Ghebrehiwet B, Randazzo B P, Kaplan A P
Clin Immunol Immunopathol. 1984 Jul;32(1):101-10. doi: 10.1016/0090-1229(84)90047-3.
It has been observed earlier that the hemolytic complement in diluted sera obtained from patients with hereditary angioedema (HAE) undergoes spontaneous decay when incubated at 37 degrees C. Employing individual serum from patients at different stages of this disease it was demonstrated that this spontaneous loss of hemolytic complement also occurs without dilution and is directly linked to the absence of functional C-1-INA. Incubation of HAE serum resulted in a loss of activity which appears to be dependent upon the concentration of functional C-1-INA. While C-1-INA levels less than 50 micrograms/ml lead to rapid depletion with time, reconstitution of deficient sera with highly purified C-1-INA or of undiluted NHS inhibited spontaneous activation. Furthermore, NHS was rendered susceptible to autoactivation when its C-1-INA was depleted by passage over an anti-C-1-INA Sepharose 4B affinity column in the presence of 10 mM EDTA, indicating that in the absence of functional C-1-INA, C1 undergoes an uninhibited spontaneous autoactivation which leads to the consumption of C4 and C2 but not C3. Consumption of C3 was observed, however, in HAE sera that contained a significant amount of immune complexes. Incubation of HAE sera with highly purified Hageman factor fragment (5 micrograms/ml), or aggregated IgG (2 mg/ml) was found to accelerate the rate of decay when compared to untreated samples while sera from patients under treatment with Danazol or Stanozolol failed to autoactive. These results suggest that, the absence of C-1-INA, may, by itself trigger the dissociation and autoactivation of C1 in the sera of such patients; however, the presence of other complement activators accelerates the reaction. This inherent property of HAE sera, i.e., spontaneous autoactivation at 37 degrees C, may be a useful screening test but direct determination of C-1-INA activity is required to establish the precise diagnosis.

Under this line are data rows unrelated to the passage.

use futures::StreamExt;
use jules_client::HttpBackend;
use jules_session::{
    BackendError, ChatBackend, ChatReply, ChatRequest, ChatSession, MessageId, ReplyFrame,
    SessionOptions, SubmitOutcome, UploadFile,
};
use mockito::Matcher;
use serde_json::json;
use std::sync::Arc;
use tokio_test::assert_ok;

fn request(parent: Option<&str>) -> ChatRequest {
    ChatRequest {
        prompt: "Bonjour".to_string(),
        session_id: "session-test".to_string(),
        parent_message_id: parent.map(MessageId::from),
    }
}

async fn collect_frames(reply: ChatReply) -> Vec<ReplyFrame> {
    let ChatReply::Streamed(mut frames) = reply else {
        panic!("expected a streamed reply, got {:?}", reply);
    };
    let mut collected = Vec::new();
    while let Some(frame) = frames.next().await {
        collected.push(frame.unwrap());
    }
    collected
}

#[tokio::test]
async fn test_chat_request_body() {
    let mut server = mockito::Server::new_async().await;
    let mock = server
        .mock("POST", "/api/chat")
        .match_header("content-type", "application/json")
        .match_body(Matcher::Json(json!({
            "prompt": "Bonjour",
            "session_id": "session-test",
            "parent_message_id": "m1"
        })))
        .with_status(200)
        .with_header("content-type", "text/plain; charset=utf-8")
        .with_body("Salut")
        .create_async()
        .await;

    let backend = HttpBackend::new(server.url(), None).unwrap();
    let reply = backend.send_chat(&request(Some("m1"))).await.unwrap();
    assert_eq!(collect_frames(reply).await, vec![ReplyFrame::text("Salut")]);

    mock.assert_async().await;
}

#[tokio::test]
async fn test_chat_sentinel_body() {
    let mut server = mockito::Server::new_async().await;
    server
        .mock("POST", "/api/chat")
        .with_status(200)
        .with_header("content-type", "text/plain")
        .with_body("__IDS__::u1::m1")
        .create_async()
        .await;

    let backend = HttpBackend::new(server.url(), None).unwrap();
    let reply = backend.send_chat(&request(None)).await.unwrap();
    assert_eq!(
        collect_frames(reply).await,
        vec![ReplyFrame::identity("u1", "m1")]
    );
}

#[tokio::test]
async fn test_chat_buffered_json() {
    let mut server = mockito::Server::new_async().await;
    server
        .mock("POST", "/api/chat")
        .with_status(200)
        .with_header("content-type", "application/json")
        .with_body(r#"{"reply":"Paris","session_id":"session-test"}"#)
        .create_async()
        .await;

    let backend = HttpBackend::new(server.url(), None).unwrap();
    match backend.send_chat(&request(None)).await.unwrap() {
        ChatReply::Buffered(reply) => {
            assert_eq!(reply.reply, "Paris");
            assert_eq!(reply.session_id, "session-test");
        }
        other => panic!("expected buffered reply, got {:?}", other),
    }
}

#[tokio::test]
async fn test_chat_malformed_json_is_decode_error() {
    let mut server = mockito::Server::new_async().await;
    server
        .mock("POST", "/api/chat")
        .with_status(200)
        .with_header("content-type", "application/json")
        .with_body("{not json")
        .create_async()
        .await;

    let backend = HttpBackend::new(server.url(), None).unwrap();
    let err = backend.send_chat(&request(None)).await.unwrap_err();
    assert!(matches!(err, BackendError::Decode(_)));
    assert!(err.responded());
}

#[tokio::test]
async fn test_chat_status_with_detail() {
    let mut server = mockito::Server::new_async().await;
    server
        .mock("POST", "/api/chat")
        .with_status(500)
        .with_header("content-type", "application/json")
        .with_body(r#"{"detail":"boom"}"#)
        .create_async()
        .await;

    let backend = HttpBackend::new(server.url(), None).unwrap();
    let err = backend.send_chat(&request(None)).await.unwrap_err();
    assert_eq!(err, BackendError::status(500, "boom"));
    assert!(err.responded());
}

#[tokio::test]
async fn test_chat_status_without_detail() {
    let mut server = mockito::Server::new_async().await;
    server
        .mock("POST", "/api/chat")
        .with_status(503)
        .create_async()
        .await;

    let backend = HttpBackend::new(server.url(), None).unwrap();
    let err = backend.send_chat(&request(None)).await.unwrap_err();
    assert_eq!(err, BackendError::status(503, "Service Unavailable"));
}

#[tokio::test]
async fn test_connection_refused_is_transport_error() {
    // Nothing listens on port 1
    let backend = HttpBackend::new("http://127.0.0.1:1", None).unwrap();
    let err = backend.send_chat(&request(None)).await.unwrap_err();
    assert!(matches!(err, BackendError::Transport(_)));
    assert!(!err.responded());
}

#[tokio::test]
async fn test_upload_multipart() {
    let mut server = mockito::Server::new_async().await;
    let mock = server
        .mock("POST", "/api/upload")
        .match_header(
            "content-type",
            Matcher::Regex("^multipart/form-data; boundary=.+".to_string()),
        )
        .match_body(Matcher::AllOf(vec![
            Matcher::Regex(r#"name="file"; filename="notes.txt""#.to_string()),
            Matcher::Regex("Content-Type: text/plain".to_string()),
            Matcher::Regex("contenu du fichier".to_string()),
        ]))
        .with_status(200)
        .with_body(r#"{"status":"ok"}"#)
        .create_async()
        .await;

    let backend = HttpBackend::new(server.url(), None).unwrap();
    let file = UploadFile::new("notes.txt", "text/plain", b"contenu du fichier".to_vec());
    assert_ok!(backend.upload(&file).await);

    mock.assert_async().await;
}

#[tokio::test]
async fn test_upload_failure_detail() {
    let mut server = mockito::Server::new_async().await;
    server
        .mock("POST", "/api/upload")
        .with_status(413)
        .with_header("content-type", "application/json")
        .with_body(r#"{"detail":"Fichier trop volumineux"}"#)
        .create_async()
        .await;

    let backend = HttpBackend::new(server.url(), None).unwrap();
    let file = UploadFile::new("doc.pdf", "application/pdf", vec![0u8; 16]);
    assert_eq!(
        backend.upload(&file).await,
        Err(BackendError::status(413, "Fichier trop volumineux"))
    );
}

#[tokio::test]
async fn test_health_check() {
    let mut server = mockito::Server::new_async().await;
    server
        .mock("GET", "/")
        .with_status(200)
        .with_body(r#"{"message":"Jules API"}"#)
        .create_async()
        .await;

    let backend = HttpBackend::new(server.url(), None).unwrap();
    assert_ok!(backend.health_check().await);
}

#[tokio::test]
async fn test_session_over_http() {
    let mut server = mockito::Server::new_async().await;
    server
        .mock("POST", "/api/chat")
        .with_status(200)
        .with_header("content-type", "text/plain")
        .with_body("Réponse en un seul morceau")
        .create_async()
        .await;

    let backend = HttpBackend::new(server.url(), None).unwrap();
    let session = ChatSession::new(Arc::new(backend), SessionOptions::default());

    let outcome = session.submit("Question").await;
    assert!(matches!(outcome, SubmitOutcome::Completed { .. }));
    assert_eq!(
        session.last_message().unwrap().parts,
        "Réponse en un seul morceau"
    );
}
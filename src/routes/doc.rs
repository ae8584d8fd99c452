use utoipa::{
    Modify, OpenApi,
    openapi::{
        self,
        OpenApi as OpenApiSpec,
        security::{HttpAuthScheme, HttpBuilder, SecurityScheme},
    },
};
use utoipa_scalar::{Scalar, Servable};

use crate::{
    dto::{
        auth::{LoginRequest, LoginResponse, RegisterRequest},
        orders::{CreateOrderItem, CreateOrderRequest, OrderList, UpdateOrderStatusRequest},
        products::{CreateProductRequest, UpdateProductRequest},
        users::{UpdateUserRequest, UserList},
    },
    models::{
        CategoryDto, DeliveryDto, OrderDto, OrderItemDto, OrderStatus, PaymentDto, ProductDto,
        ProductWithCategoriesDto, Role, UserDto,
    },
    response::{ApiResponse, PaginatedResult},
    routes::{auth, health, orders, params, products, users},
};

struct SecurityAddon;

impl Modify for SecurityAddon {
    fn modify(&self, openapi: &mut openapi::OpenApi) {
        let components = openapi.components.get_or_insert_with(Default::default);
        components.add_security_scheme(
            "bearer_auth",
            SecurityScheme::Http(
                HttpBuilder::new()
                    .scheme(HttpAuthScheme::Bearer)
                    .bearer_format("JWT")
                    .build(),
            ),
        );
    }
}

#[derive(OpenApi)]
#[openapi(
    paths(
        health::health_check,
        auth::register,
        auth::login,
        users::list_users,
        users::get_current_user,
        users::update_current_user,
        users::get_user,
        users::update_user,
        users::delete_user,
        orders::list_orders,
        orders::my_orders,
        orders::get_order,
        orders::orders_by_customer,
        orders::orders_by_partner,
        orders::orders_by_status,
        orders::create_order,
        orders::update_order_status,
        orders::delete_order,
        products::list_products,
        products::get_product,
        products::create_product,
        products::update_product,
        products::delete_product
    ),
    components(
        schemas(
            Role,
            OrderStatus,
            UserDto,
            OrderDto,
            OrderItemDto,
            DeliveryDto,
            PaymentDto,
            ProductDto,
            CategoryDto,
            ProductWithCategoriesDto,
            RegisterRequest,
            LoginRequest,
            LoginResponse,
            UpdateUserRequest,
            UserList,
            CreateOrderRequest,
            CreateOrderItem,
            UpdateOrderStatusRequest,
            OrderList,
            CreateProductRequest,
            UpdateProductRequest,
            params::Pagination,
            params::ProductQuery,
            params::ProductSortBy,
            params::SortOrder,
            ApiResponse<UserDto>,
            ApiResponse<OrderDto>,
            ApiResponse<OrderList>,
            ApiResponse<UserList>,
            ApiResponse<LoginResponse>,
            ApiResponse<ProductWithCategoriesDto>,
            ApiResponse<PaginatedResult<ProductWithCategoriesDto>>
        )
    ),
    security(
        ("bearer_auth" = [])
    ),
    modifiers(&SecurityAddon),
    tags(
        (name = "Health", description = "Health check endpoint"),
        (name = "Auth", description = "Authentication endpoints"),
        (name = "Users", description = "User account endpoints"),
        (name = "Orders", description = "Order lifecycle endpoints"),
        (name = "Products", description = "Product catalog endpoints"),
    )
)]
pub struct ApiDoc;

pub fn scalar_docs() -> Scalar<OpenApiSpec> {
    Scalar::with_url("/docs", ApiDoc::openapi())
}
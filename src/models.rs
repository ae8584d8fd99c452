use chrono::{DateTime, Utc};
use serde::{Deserialize, Serialize};
use utoipa::ToSchema;

/// Closed role set. Claims carrying anything else are rejected rather than
/// falling through to a default branch.
#[derive(Debug, Clone, Copy, PartialEq, Eq, Serialize, Deserialize, ToSchema)]
pub enum Role {
    Customer,
    Deliverer,
    Partner,
    Admin,
    Manager,
}

impl Role {
    pub fn as_str(&self) -> &'static str {
        match self {
            Role::Customer => "Customer",
            Role::Deliverer => "Deliverer",
            Role::Partner => "Partner",
            Role::Admin => "Admin",
            Role::Manager => "Manager",
        }
    }

    pub fn parse(value: &str) -> Option<Role> {
        match value {
            "Customer" => Some(Role::Customer),
            "Deliverer" => Some(Role::Deliverer),
            "Partner" => Some(Role::Partner),
            "Admin" => Some(Role::Admin),
            "Manager" => Some(Role::Manager),
            _ => None,
        }
    }
}

/// Order lifecycle states. The forward path runs Pending through Delivered;
/// Cancelled and Refunded are side exits set directly by status updates.
#[derive(Debug, Clone, Copy, PartialEq, Eq, Serialize, Deserialize, ToSchema)]
pub enum OrderStatus {
    Pending,
    Confirmed,
    Preparing,
    ReadyForPickup,
    InTransit,
    Delivered,
    Cancelled,
    Refunded,
}

impl OrderStatus {
    pub fn as_str(&self) -> &'static str {
        match self {
            OrderStatus::Pending => "Pending",
            OrderStatus::Confirmed => "Confirmed",
            OrderStatus::Preparing => "Preparing",
            OrderStatus::ReadyForPickup => "ReadyForPickup",
            OrderStatus::InTransit => "InTransit",
            OrderStatus::Delivered => "Delivered",
            OrderStatus::Cancelled => "Cancelled",
            OrderStatus::Refunded => "Refunded",
        }
    }

    pub fn parse(value: &str) -> Option<OrderStatus> {
        match value {
            "Pending" => Some(OrderStatus::Pending),
            "Confirmed" => Some(OrderStatus::Confirmed),
            "Preparing" => Some(OrderStatus::Preparing),
            "ReadyForPickup" => Some(OrderStatus::ReadyForPickup),
            "InTransit" => Some(OrderStatus::InTransit),
            "Delivered" => Some(OrderStatus::Delivered),
            "Cancelled" => Some(OrderStatus::Cancelled),
            "Refunded" => Some(OrderStatus::Refunded),
            _ => None,
        }
    }

    /// Only pending or cancelled orders may be deleted.
    pub fn is_deletable(&self) -> bool {
        matches!(self, OrderStatus::Pending | OrderStatus::Cancelled)
    }
}

/// User view returned by the API. Strippable fields are optional so the
/// role-based filter can narrow the projection without a second type.
#[derive(Debug, Clone, Serialize, Deserialize, ToSchema)]
pub struct UserDto {
    pub user_id: i32,
    pub email: Option<String>,
    pub username: Option<String>,
    pub first_name: Option<String>,
    pub last_name: Option<String>,
    pub phone_number: Option<String>,
    pub is_active: bool,
    pub is_email_verified: Option<bool>,
    pub role: Role,
    pub profile_image_url: Option<String>,
    pub created_at: Option<DateTime<Utc>>,
    pub updated_at: Option<DateTime<Utc>>,
    pub last_login_at: Option<DateTime<Utc>>,
    pub customer_id: Option<i32>,
    pub partner_id: Option<i32>,
}

#[derive(Debug, Clone, Serialize, Deserialize, ToSchema)]
pub struct OrderDto {
    pub order_id: i32,
    pub order_number: String,
    pub customer_id: i32,
    pub partner_id: Option<i32>,
    pub delivery_address_id: i32,
    pub pickup_address_id: Option<i32>,
    pub status: OrderStatus,
    pub sub_total: i64,
    pub delivery_fee: i64,
    pub tax: i64,
    pub discount: i64,
    pub total_amount: i64,
    pub notes: Option<String>,
    pub special_instructions: Option<String>,
    pub estimated_delivery_time: Option<DateTime<Utc>>,
    pub actual_delivery_time: Option<DateTime<Utc>>,
    pub created_at: DateTime<Utc>,
    pub updated_at: Option<DateTime<Utc>>,
    pub order_items: Vec<OrderItemDto>,
    pub delivery: Option<DeliveryDto>,
    pub payment: Option<PaymentDto>,
}

#[derive(Debug, Clone, Serialize, Deserialize, ToSchema)]
pub struct OrderItemDto {
    pub order_item_id: i32,
    pub product_id: i32,
    pub quantity: i32,
    pub unit_price: i64,
    pub total_price: i64,
    pub special_instructions: Option<String>,
}

#[derive(Debug, Clone, Serialize, Deserialize, ToSchema)]
pub struct DeliveryDto {
    pub delivery_id: i32,
    pub deliverer_id: i32,
    pub status: String,
    pub assigned_at: DateTime<Utc>,
    pub picked_up_at: Option<DateTime<Utc>>,
    pub delivered_at: Option<DateTime<Utc>>,
}

#[derive(Debug, Clone, Serialize, Deserialize, ToSchema)]
pub struct PaymentDto {
    pub payment_id: i32,
    pub amount: i64,
    pub method: String,
    pub processed_at: Option<DateTime<Utc>>,
}

#[derive(Debug, Clone, Serialize, Deserialize, ToSchema)]
pub struct ProductDto {
    pub product_id: i32,
    pub partner_id: i32,
    pub name: String,
    pub description: Option<String>,
    pub price: i64,
    pub image_url: Option<String>,
    pub is_available: bool,
    pub stock_quantity: i32,
    pub created_at: DateTime<Utc>,
    pub updated_at: Option<DateTime<Utc>>,
}

#[derive(Debug, Clone, Serialize, Deserialize, ToSchema)]
pub struct CategoryDto {
    pub category_id: i32,
    pub name: String,
}

#[derive(Debug, Clone, Serialize, Deserialize, ToSchema)]
pub struct ProductWithCategoriesDto {
    #[serde(flatten)]
    pub product: ProductDto,
    pub categories: Vec<CategoryDto>,
}

#[cfg(test)]
mod tests {
    use super::*;

    #[test]
    fn role_parse_round_trips_known_values() {
        for role in [
            Role::Customer,
            Role::Deliverer,
            Role::Partner,
            Role::Admin,
            Role::Manager,
        ] {
            assert_eq!(Role::parse(role.as_str()), Some(role));
        }
    }

    #[test]
    fn role_parse_rejects_unknown_values() {
        assert_eq!(Role::parse("admin"), None);
        assert_eq!(Role::parse("SuperUser"), None);
        assert_eq!(Role::parse(""), None);
    }

    #[test]
    fn order_status_parse_rejects_unknown_values() {
        assert_eq!(OrderStatus::parse("Shipped"), None);
        assert_eq!(OrderStatus::parse("pending"), None);
    }

    #[test]
    fn only_pending_and_cancelled_are_deletable() {
        assert!(OrderStatus::Pending.is_deletable());
        assert!(OrderStatus::Cancelled.is_deletable());
        assert!(!OrderStatus::Delivered.is_deletable());
        assert!(!OrderStatus::InTransit.is_deletable());
        assert!(!OrderStatus::Refunded.is_deletable());
    }
}
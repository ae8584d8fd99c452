use axum::Router;

use crate::state::AppState;

pub mod auth;
pub mod doc;
pub mod health;
pub mod orders;
pub mod params;
pub mod products;
pub mod users;

// Build the API router without binding state; it will be provided at the top level.
pub fn create_api_router() -> Router<AppState> {
    Router::new()
        .nest("/auth", auth::router())
        .nest("/users", users::router())
        .nest("/orders", orders::router())
        .nest("/products", products::router())
}
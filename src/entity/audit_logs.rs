use sea_orm::entity::prelude::*;

#[derive(Clone, Debug, PartialEq, DeriveEntityModel)]
#[sea_orm(table_name = "audit_logs")]
pub struct Model {
    #[sea_orm(primary_key, auto_increment = false)]
    pub id: Uuid,
    pub user_id: Option<i32>,
    pub action: String,
    pub resource: Option<String>,
    pub metadata: Option<Json>,
    pub created_at: DateTimeWithTimeZone,
}

#[derive(Copy, Clone, Debug, EnumIter, DeriveRelation)]
pub enum Relation {}

impl ActiveModelBehavior for ActiveModel {}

早前已观察到,从遗传性血管性水肿(HAE)患者获得的稀释血清中的溶血补体在37℃孵育时会发生自发衰变。利用处于该疾病不同阶段患者的个体血清证明,这种溶血补体的自发丧失在未稀释时也会发生,并且与功能性C-1-INA的缺失直接相关。HAE血清的孵育导致活性丧失,这似乎取决于功能性C-1-INA的浓度。当C-1-INA水平低于50微克/毫升时,会随着时间快速消耗,用高度纯化的C-1-INA重建缺陷血清或未稀释的正常人类血清(NHS)可抑制自发激活。此外,当NHS的C-1-INA在10 mM EDTA存在下通过抗C-1-INA琼脂糖4B亲和柱而被耗尽时,它会变得易于自激活,这表明在没有功能性C-1-INA的情况下,C1会发生不受抑制的自发自激活,从而导致C4和C2但不是C3的消耗。然而,在含有大量免疫复合物的HAE血清中观察到了C3的消耗。与未处理的样品相比,发现用高度纯化的Hageman因子片段(5微克/毫升)或聚集的IgG(2毫克/毫升)孵育HAE血清会加速衰变速率,而接受达那唑或司坦唑醇治疗的患者的血清则不会自激活。这些结果表明,C-1-INA的缺失本身可能会触发此类患者血清中C1的解离和自激活;然而,其他补体激活剂的存在会加速反应。HAE血清的这种固有特性,即在37℃下自发自激活,可能是一种有用的筛查试验,但需要直接测定C-1-INA活性来建立准确的诊断。